Segment Open
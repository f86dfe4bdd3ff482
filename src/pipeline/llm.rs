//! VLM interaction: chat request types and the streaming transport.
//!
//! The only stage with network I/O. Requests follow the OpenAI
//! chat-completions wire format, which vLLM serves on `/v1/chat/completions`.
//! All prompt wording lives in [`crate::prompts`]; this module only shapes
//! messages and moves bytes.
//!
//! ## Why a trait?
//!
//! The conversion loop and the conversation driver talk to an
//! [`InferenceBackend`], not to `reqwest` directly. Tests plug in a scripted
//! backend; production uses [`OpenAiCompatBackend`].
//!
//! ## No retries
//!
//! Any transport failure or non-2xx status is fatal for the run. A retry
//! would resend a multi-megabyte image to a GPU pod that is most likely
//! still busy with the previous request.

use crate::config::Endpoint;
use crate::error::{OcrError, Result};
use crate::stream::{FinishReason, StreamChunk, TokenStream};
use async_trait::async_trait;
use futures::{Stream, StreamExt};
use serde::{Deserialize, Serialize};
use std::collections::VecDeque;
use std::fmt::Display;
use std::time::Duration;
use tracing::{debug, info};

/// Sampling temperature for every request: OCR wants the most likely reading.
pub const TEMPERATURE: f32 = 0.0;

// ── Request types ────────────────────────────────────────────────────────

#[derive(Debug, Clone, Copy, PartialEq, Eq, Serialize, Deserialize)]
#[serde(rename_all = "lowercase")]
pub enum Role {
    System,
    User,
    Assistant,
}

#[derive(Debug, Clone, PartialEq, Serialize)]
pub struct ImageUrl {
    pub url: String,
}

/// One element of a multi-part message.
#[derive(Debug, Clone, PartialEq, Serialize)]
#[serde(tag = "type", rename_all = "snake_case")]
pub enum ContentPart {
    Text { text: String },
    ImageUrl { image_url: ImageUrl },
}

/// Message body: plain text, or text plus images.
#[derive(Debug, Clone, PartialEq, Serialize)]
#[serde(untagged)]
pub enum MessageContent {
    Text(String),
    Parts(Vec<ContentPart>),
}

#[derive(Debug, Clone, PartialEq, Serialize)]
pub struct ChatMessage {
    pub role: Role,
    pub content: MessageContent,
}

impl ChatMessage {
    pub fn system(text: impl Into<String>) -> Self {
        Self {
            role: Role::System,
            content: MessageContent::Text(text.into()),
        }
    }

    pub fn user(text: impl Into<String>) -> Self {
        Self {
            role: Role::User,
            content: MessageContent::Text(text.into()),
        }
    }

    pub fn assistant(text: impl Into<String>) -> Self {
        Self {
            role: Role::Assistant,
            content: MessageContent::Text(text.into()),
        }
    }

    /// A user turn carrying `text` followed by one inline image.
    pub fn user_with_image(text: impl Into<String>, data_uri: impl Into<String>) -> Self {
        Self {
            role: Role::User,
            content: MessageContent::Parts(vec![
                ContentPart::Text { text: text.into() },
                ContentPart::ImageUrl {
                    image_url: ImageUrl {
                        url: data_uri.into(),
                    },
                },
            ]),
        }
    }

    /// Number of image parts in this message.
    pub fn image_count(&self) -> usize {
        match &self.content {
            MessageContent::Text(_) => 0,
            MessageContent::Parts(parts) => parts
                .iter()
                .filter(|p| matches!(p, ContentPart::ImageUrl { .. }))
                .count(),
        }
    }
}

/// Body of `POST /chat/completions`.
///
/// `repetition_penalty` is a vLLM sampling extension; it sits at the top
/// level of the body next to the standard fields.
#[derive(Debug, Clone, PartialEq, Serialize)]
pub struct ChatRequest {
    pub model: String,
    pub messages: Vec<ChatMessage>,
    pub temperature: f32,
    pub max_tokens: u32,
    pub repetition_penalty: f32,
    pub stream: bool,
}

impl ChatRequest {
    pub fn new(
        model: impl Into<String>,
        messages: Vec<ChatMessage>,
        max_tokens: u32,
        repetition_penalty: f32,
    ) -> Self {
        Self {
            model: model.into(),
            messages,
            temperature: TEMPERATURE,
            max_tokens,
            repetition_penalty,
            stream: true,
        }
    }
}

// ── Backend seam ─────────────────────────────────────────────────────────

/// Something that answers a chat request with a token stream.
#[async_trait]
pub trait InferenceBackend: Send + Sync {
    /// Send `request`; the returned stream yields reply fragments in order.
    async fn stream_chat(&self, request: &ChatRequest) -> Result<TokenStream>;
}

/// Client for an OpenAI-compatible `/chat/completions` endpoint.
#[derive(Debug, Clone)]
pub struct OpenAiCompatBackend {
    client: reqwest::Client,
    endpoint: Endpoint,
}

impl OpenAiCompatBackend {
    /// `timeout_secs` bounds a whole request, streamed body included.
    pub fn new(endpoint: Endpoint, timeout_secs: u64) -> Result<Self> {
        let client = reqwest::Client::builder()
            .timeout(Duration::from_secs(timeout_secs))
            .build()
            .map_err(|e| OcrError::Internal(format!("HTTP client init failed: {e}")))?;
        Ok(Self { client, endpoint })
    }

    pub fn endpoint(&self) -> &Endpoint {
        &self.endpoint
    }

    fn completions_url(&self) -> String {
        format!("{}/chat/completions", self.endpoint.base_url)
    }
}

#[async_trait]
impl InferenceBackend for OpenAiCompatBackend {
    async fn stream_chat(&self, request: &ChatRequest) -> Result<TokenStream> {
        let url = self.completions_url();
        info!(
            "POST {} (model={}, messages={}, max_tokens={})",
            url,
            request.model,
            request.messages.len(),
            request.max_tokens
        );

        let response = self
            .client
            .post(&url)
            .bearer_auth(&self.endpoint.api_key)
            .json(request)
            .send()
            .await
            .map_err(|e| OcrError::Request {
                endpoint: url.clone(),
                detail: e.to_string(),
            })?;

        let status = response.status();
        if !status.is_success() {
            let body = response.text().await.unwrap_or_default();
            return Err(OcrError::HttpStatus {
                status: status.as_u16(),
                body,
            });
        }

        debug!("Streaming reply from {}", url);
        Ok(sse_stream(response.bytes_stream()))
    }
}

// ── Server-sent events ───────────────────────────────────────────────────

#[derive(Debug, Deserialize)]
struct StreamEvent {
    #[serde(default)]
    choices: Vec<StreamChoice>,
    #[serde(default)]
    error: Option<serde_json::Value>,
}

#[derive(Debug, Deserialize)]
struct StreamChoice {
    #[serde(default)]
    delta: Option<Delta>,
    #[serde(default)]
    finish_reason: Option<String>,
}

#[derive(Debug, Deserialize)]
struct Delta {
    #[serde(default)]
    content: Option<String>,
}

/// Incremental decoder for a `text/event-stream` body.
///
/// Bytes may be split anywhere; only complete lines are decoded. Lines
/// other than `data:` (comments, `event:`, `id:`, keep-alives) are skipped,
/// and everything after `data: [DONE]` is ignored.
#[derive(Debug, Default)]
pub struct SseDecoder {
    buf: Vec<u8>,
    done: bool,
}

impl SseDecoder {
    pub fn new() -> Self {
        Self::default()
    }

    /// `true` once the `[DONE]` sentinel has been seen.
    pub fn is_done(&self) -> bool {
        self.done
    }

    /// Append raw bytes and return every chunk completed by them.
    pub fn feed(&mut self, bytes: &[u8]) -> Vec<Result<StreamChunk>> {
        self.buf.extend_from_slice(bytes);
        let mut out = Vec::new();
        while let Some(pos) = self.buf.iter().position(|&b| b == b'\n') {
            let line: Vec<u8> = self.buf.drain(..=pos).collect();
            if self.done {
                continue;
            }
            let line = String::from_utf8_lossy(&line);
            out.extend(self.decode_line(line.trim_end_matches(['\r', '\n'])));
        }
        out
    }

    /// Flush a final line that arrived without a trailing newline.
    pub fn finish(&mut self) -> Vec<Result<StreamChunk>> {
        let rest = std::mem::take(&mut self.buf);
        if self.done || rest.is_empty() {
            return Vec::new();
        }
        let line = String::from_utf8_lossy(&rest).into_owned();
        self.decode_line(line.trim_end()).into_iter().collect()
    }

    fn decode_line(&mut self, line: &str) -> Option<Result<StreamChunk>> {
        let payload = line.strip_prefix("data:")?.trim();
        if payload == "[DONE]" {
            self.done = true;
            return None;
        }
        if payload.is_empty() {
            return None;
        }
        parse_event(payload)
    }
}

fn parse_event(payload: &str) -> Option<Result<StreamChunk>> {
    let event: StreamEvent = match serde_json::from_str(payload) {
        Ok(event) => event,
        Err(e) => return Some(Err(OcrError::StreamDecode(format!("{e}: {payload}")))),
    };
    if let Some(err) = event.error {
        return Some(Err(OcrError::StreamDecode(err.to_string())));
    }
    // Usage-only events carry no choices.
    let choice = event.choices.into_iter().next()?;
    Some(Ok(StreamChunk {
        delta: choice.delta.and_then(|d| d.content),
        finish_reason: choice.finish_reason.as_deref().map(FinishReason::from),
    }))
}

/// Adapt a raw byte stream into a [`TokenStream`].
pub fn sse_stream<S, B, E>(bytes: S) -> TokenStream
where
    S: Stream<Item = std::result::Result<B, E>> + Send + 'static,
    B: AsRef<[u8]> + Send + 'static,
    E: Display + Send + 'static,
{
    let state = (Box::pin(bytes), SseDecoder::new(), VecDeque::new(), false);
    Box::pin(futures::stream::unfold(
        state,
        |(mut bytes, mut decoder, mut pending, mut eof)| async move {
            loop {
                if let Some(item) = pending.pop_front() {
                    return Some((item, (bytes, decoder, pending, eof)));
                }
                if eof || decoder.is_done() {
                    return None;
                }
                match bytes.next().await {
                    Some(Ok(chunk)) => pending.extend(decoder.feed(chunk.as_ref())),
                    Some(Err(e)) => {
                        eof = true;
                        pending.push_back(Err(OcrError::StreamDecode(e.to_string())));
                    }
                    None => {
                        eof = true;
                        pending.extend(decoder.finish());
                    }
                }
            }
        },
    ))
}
Segment Closed
Look for the string "TokenStream" in the listing above and copy every line holding it.

▶ Expected answer:
use crate::stream::{FinishReason, StreamChunk, TokenStream};
    async fn stream_chat(&self, request: &ChatRequest) -> Result<TokenStream>;
    async fn stream_chat(&self, request: &ChatRequest) -> Result<TokenStream> {
/// Adapt a raw byte stream into a [`TokenStream`].
pub fn sse_stream<S, B, E>(bytes: S) -> TokenStream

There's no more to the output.